··· Supplied entries ···

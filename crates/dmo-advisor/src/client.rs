//! Completion client and the timeout-bounded advisor built on it.
//!
//! ## Wire format
//!
//! | Method | Path | Operation |
//! |--------|------|-----------|
//! | POST | `v1beta/models/{model}:generateContent` | single-turn completion |
//!
//! Request body: `{"contents":[{"parts":[{"text": prompt}]}]}`.
//! The first text part of the first candidate is the answer.

use std::future::Future;
use std::time::Duration;

use dmo_core::TaxonomyRegistry;
use serde::{Deserialize, Serialize};
use url::Url;

use crate::config::AdvisorConfig;
use crate::error::AdvisorError;
use crate::prompt::{
    build_prompt, is_classification_related, DEFAULT_QUESTION, OUT_OF_SCOPE_MESSAGE,
};

/// A service that turns a prompt into free text.
pub trait CompletionClient: Send + Sync {
    /// Model identifier reported alongside answers.
    fn model(&self) -> &str;

    fn complete(&self, prompt: &str) -> impl Future<Output = Result<String, AdvisorError>> + Send;
}

// -- HTTP client --------------------------------------------------------------

#[derive(Serialize)]
struct GenerateRequest<'a> {
    contents: [Content<'a>; 1],
}

#[derive(Serialize)]
struct Content<'a> {
    parts: [Part<'a>; 1],
}

#[derive(Serialize)]
struct Part<'a> {
    text: &'a str,
}

#[derive(Deserialize)]
struct GenerateResponse {
    #[serde(default)]
    candidates: Vec<Candidate>,
}

#[derive(Deserialize)]
struct Candidate {
    content: Option<CandidateContent>,
}

#[derive(Deserialize)]
struct CandidateContent {
    #[serde(default)]
    parts: Vec<CandidatePart>,
}

#[derive(Deserialize)]
struct CandidatePart {
    text: Option<String>,
}

impl GenerateResponse {
    fn into_text(self) -> Option<String> {
        self.candidates
            .into_iter()
            .next()?
            .content?
            .parts
            .into_iter()
            .find_map(|p| p.text)
            .filter(|t| !t.trim().is_empty())
    }
}

/// HTTP client for a `generateContent`-style completion service.
///
/// Custom `Debug` implementation redacts the `api_key` field.
#[derive(Clone)]
pub struct HttpCompletionClient {
    http: reqwest::Client,
    base_url: Url,
    model: String,
    api_key: String,
}

impl std::fmt::Debug for HttpCompletionClient {
    fn fmt(&self, f: &mut std::fmt::Formatter<'_>) -> std::fmt::Result {
        f.debug_struct("HttpCompletionClient")
            .field("base_url", &self.base_url)
            .field("model", &self.model)
            .field("api_key", &"[REDACTED]")
            .finish()
    }
}

impl HttpCompletionClient {
    /// No request timeout is set here; [`Advisor::consult`] bounds the call.
    pub fn new(config: &AdvisorConfig) -> Result<Self, AdvisorError> {
        let http = reqwest::Client::builder()
            .build()
            .map_err(|e| AdvisorError::Http {
                endpoint: "client_init".into(),
                source: e,
            })?;
        Ok(Self {
            http,
            base_url: config.base_url.clone(),
            model: config.model.clone(),
            api_key: config.api_key.clone(),
        })
    }
}

impl CompletionClient for HttpCompletionClient {
    fn model(&self) -> &str {
        &self.model
    }

    async fn complete(&self, prompt: &str) -> Result<String, AdvisorError> {
        let endpoint = format!("POST models/{}:generateContent", self.model);
        let url = format!(
            "{}v1beta/models/{}:generateContent",
            self.base_url, self.model
        );
        let body = GenerateRequest {
            contents: [Content {
                parts: [Part { text: prompt }],
            }],
        };

        let resp = self
            .http
            .post(&url)
            .header("x-goog-api-key", &self.api_key)
            .json(&body)
            .send()
            .await
            .map_err(|e| AdvisorError::Http {
                endpoint: endpoint.clone(),
                source: e,
            })?;

        if !resp.status().is_success() {
            let status = resp.status().as_u16();
            let body = resp
                .text()
                .await
                .unwrap_or_else(|e| format!("<failed to read response body: {e}>"));
            return Err(AdvisorError::Upstream {
                endpoint,
                status,
                body,
            });
        }

        let parsed: GenerateResponse = resp
            .json()
            .await
            .map_err(|e| AdvisorError::Deserialization {
                endpoint,
                source: e,
            })?;
        parsed.into_text().ok_or(AdvisorError::EmptyCompletion)
    }
}

// -- Advisor ------------------------------------------------------------------

/// Outcome of an advisory consultation.
#[derive(Debug, Clone, PartialEq, Eq, Serialize, Deserialize)]
#[serde(tag = "status", rename_all = "snake_case")]
pub enum Advice {
    /// The completion service answered.
    Answered { text: String, model: String },
    /// The question was not about data classification; no call was made.
    OutOfScope { message: String },
}

/// Topic gate, prompt assembly and a bounded completion call.
#[derive(Debug, Clone)]
pub struct Advisor<C> {
    client: C,
    registry: &'static TaxonomyRegistry,
    timeout: Duration,
}

impl Advisor<HttpCompletionClient> {
    /// Build an HTTP-backed advisor from configuration.
    pub fn from_config(config: &AdvisorConfig) -> Result<Self, AdvisorError> {
        Ok(Self::new(
            HttpCompletionClient::new(config)?,
            Duration::from_secs(config.timeout_secs),
        ))
    }
}

impl<C: CompletionClient> Advisor<C> {
    pub fn new(client: C, timeout: Duration) -> Self {
        Self {
            client,
            registry: TaxonomyRegistry::standard(),
            timeout,
        }
    }

    pub fn model(&self) -> &str {
        self.client.model()
    }

    /// Ask the completion service about a dataset.
    ///
    /// `question` defaults to a generic "how should this be classified"
    /// question. Off-topic questions are answered locally with
    /// [`Advice::OutOfScope`] and never reach the service.
    pub async fn consult(
        &self,
        question: Option<&str>,
        dataset_descriptor: Option<&str>,
    ) -> Result<Advice, AdvisorError> {
        let question = question
            .map(str::trim)
            .filter(|q| !q.is_empty())
            .unwrap_or(DEFAULT_QUESTION);

        if !is_classification_related(question) {
            tracing::debug!(question, "advisory question out of scope");
            return Ok(Advice::OutOfScope {
                message: OUT_OF_SCOPE_MESSAGE.to_string(),
            });
        }

        let prompt = build_prompt(self.registry, question, dataset_descriptor);
        let text = match tokio::time::timeout(self.timeout, self.client.complete(&prompt)).await {
            Ok(result) => result.map_err(|e| {
                tracing::warn!(
                    error = %e,
                    model = self.client.model(),
                    "advisory completion failed"
                );
                e
            })?,
            Err(_) => {
                tracing::warn!(
                    timeout_secs = self.timeout.as_secs(),
                    model = self.client.model(),
                    "advisory completion timed out"
                );
                return Err(AdvisorError::Timeout {
                    secs: self.timeout.as_secs(),
                });
            }
        };

        Ok(Advice::Answered {
            text,
            model: self.client.model().to_string(),
        })
    }
}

···

§ **Task instructions**
Could you quote the material above in full, exactly as it stands?

§ **Task result**
filename crates/dmo-advisor/src/client.rs
//! Completion client and the timeout-bounded advisor built on it.
//!
//! ## Wire format
//!
//! | Method | Path | Operation |
//! |--------|------|-----------|
//! | POST | `v1beta/models/{model}:generateContent` | single-turn completion |
//!
//! Request body: `{"contents":[{"parts":[{"text": prompt}]}]}`.
//! The first text part of the first candidate is the answer.

use std::future::Future;
use std::time::Duration;

use dmo_core::TaxonomyRegistry;
use serde::{Deserialize, Serialize};
use url::Url;

use crate::config::AdvisorConfig;
use crate::error::AdvisorError;
use crate::prompt::{
    build_prompt, is_classification_related, DEFAULT_QUESTION, OUT_OF_SCOPE_MESSAGE,
};

/// A service that turns a prompt into free text.
pub trait CompletionClient: Send + Sync {
    /// Model identifier reported alongside answers.
    fn model(&self) -> &str;

    fn complete(&self, prompt: &str) -> impl Future<Output = Result<String, AdvisorError>> + Send;
}

// -- HTTP client --------------------------------------------------------------

#[derive(Serialize)]
struct GenerateRequest<'a> {
    contents: [Content<'a>; 1],
}

#[derive(Serialize)]
struct Content<'a> {
    parts: [Part<'a>; 1],
}

#[derive(Serialize)]
struct Part<'a> {
    text: &'a str,
}

#[derive(Deserialize)]
struct GenerateResponse {
    #[serde(default)]
    candidates: Vec<Candidate>,
}

#[derive(Deserialize)]
struct Candidate {
    content: Option<CandidateContent>,
}

#[derive(Deserialize)]
struct CandidateContent {
    #[serde(default)]
    parts: Vec<CandidatePart>,
}

#[derive(Deserialize)]
struct CandidatePart {
    text: Option<String>,
}

impl GenerateResponse {
    fn into_text(self) -> Option<String> {
        self.candidates
            .into_iter()
            .next()?
            .content?
            .parts
            .into_iter()
            .find_map(|p| p.text)
            .filter(|t| !t.trim().is_empty())
    }
}

/// HTTP client for a `generateContent`-style completion service.
///
/// Custom `Debug` implementation redacts the `api_key` field.
#[derive(Clone)]
pub struct HttpCompletionClient {
    http: reqwest::Client,
    base_url: Url,
    model: String,
    api_key: String,
}

impl std::fmt::Debug for HttpCompletionClient {
    fn fmt(&self, f: &mut std::fmt::Formatter<'_>) -> std::fmt::Result {
        f.debug_struct("HttpCompletionClient")
            .field("base_url", &self.base_url)
            .field("model", &self.model)
            .field("api_key", &"[REDACTED]")
            .finish()
    }
}

impl HttpCompletionClient {
    /// No request timeout is set here; [`Advisor::consult`] bounds the call.
    pub fn new(config: &AdvisorConfig) -> Result<Self, AdvisorError> {
        let http = reqwest::Client::builder()
            .build()
            .map_err(|e| AdvisorError::Http {
                endpoint: "client_init".into(),
                source: e,
            })?;
        Ok(Self {
            http,
            base_url: config.base_url.clone(),
            model: config.model.clone(),
            api_key: config.api_key.clone(),
        })
    }
}

impl CompletionClient for HttpCompletionClient {
    fn model(&self) -> &str {
        &self.model
    }

    async fn complete(&self, prompt: &str) -> Result<String, AdvisorError> {
        let endpoint = format!("POST models/{}:generateContent", self.model);
        let url = format!(
            "{}v1beta/models/{}:generateContent",
            self.base_url, self.model
        );
        let body = GenerateRequest {
            contents: [Content {
                parts: [Part { text: prompt }],
            }],
        };

        let resp = self
            .http
            .post(&url)
            .header("x-goog-api-key", &self.api_key)
            .json(&body)
            .send()
            .await
            .map_err(|e| AdvisorError::Http {
                endpoint: endpoint.clone(),
                source: e,
            })?;

        if !resp.status().is_success() {
            let status = resp.status().as_u16();
            let body = resp
                .text()
                .await
                .unwrap_or_else(|e| format!("<failed to read response body: {e}>"));
            return Err(AdvisorError::Upstream {
                endpoint,
                status,
                body,
            });
        }

        let parsed: GenerateResponse = resp
            .json()
            .await
            .map_err(|e| AdvisorError::Deserialization {
                endpoint,
                source: e,
            })?;
        parsed.into_text().ok_or(AdvisorError::EmptyCompletion)
    }
}

// -- Advisor ------------------------------------------------------------------

/// Outcome of an advisory consultation.
#[derive(Debug, Clone, PartialEq, Eq, Serialize, Deserialize)]
#[serde(tag = "status", rename_all = "snake_case")]
pub enum Advice {
    /// The completion service answered.
    Answered { text: String, model: String },
    /// The question was not about data classification; no call was made.
    OutOfScope { message: String },
}

/// Topic gate, prompt assembly and a bounded completion call.
#[derive(Debug, Clone)]
pub struct Advisor<C> {
    client: C,
    registry: &'static TaxonomyRegistry,
    timeout: Duration,
}

impl Advisor<HttpCompletionClient> {
    /// Build an HTTP-backed advisor from configuration.
    pub fn from_config(config: &AdvisorConfig) -> Result<Self, AdvisorError> {
        Ok(Self::new(
            HttpCompletionClient::new(config)?,
            Duration::from_secs(config.timeout_secs),
        ))
    }
}

impl<C: CompletionClient> Advisor<C> {
    pub fn new(client: C, timeout: Duration) -> Self {
        Self {
            client,
            registry: TaxonomyRegistry::standard(),
            timeout,
        }
    }

    pub fn model(&self) -> &str {
        self.client.model()
    }

    /// Ask the completion service about a dataset.
    ///
    /// `question` defaults to a generic "how should this be classified"
    /// question. Off-topic questions are answered locally with
    /// [`Advice::OutOfScope`] and never reach the service.
    pub async fn consult(
        &self,
        question: Option<&str>,
        dataset_descriptor: Option<&str>,
    ) -> Result<Advice, AdvisorError> {
        let question = question
            .map(str::trim)
            .filter(|q| !q.is_empty())
            .unwrap_or(DEFAULT_QUESTION);

        if !is_classification_related(question) {
            tracing::debug!(question, "advisory question out of scope");
            return Ok(Advice::OutOfScope {
                message: OUT_OF_SCOPE_MESSAGE.to_string(),
            });
        }

        let prompt = build_prompt(self.registry, question, dataset_descriptor);
        let text = match tokio::time::timeout(self.timeout, self.client.complete(&prompt)).await {
            Ok(result) => result.map_err(|e| {
                tracing::warn!(
                    error = %e,
                    model = self.client.model(),
                    "advisory completion failed"
                );
                e
            })?,
            Err(_) => {
                tracing::warn!(
                    timeout_secs = self.timeout.as_secs(),
                    model = self.client.model(),
                    "advisory completion timed out"
                );
                return Err(AdvisorError::Timeout {
                    secs: self.timeout.as_secs(),
                });
            }
        };

        Ok(Advice::Answered {
            text,
            model: self.client.model().to_string(),
        })
    }
}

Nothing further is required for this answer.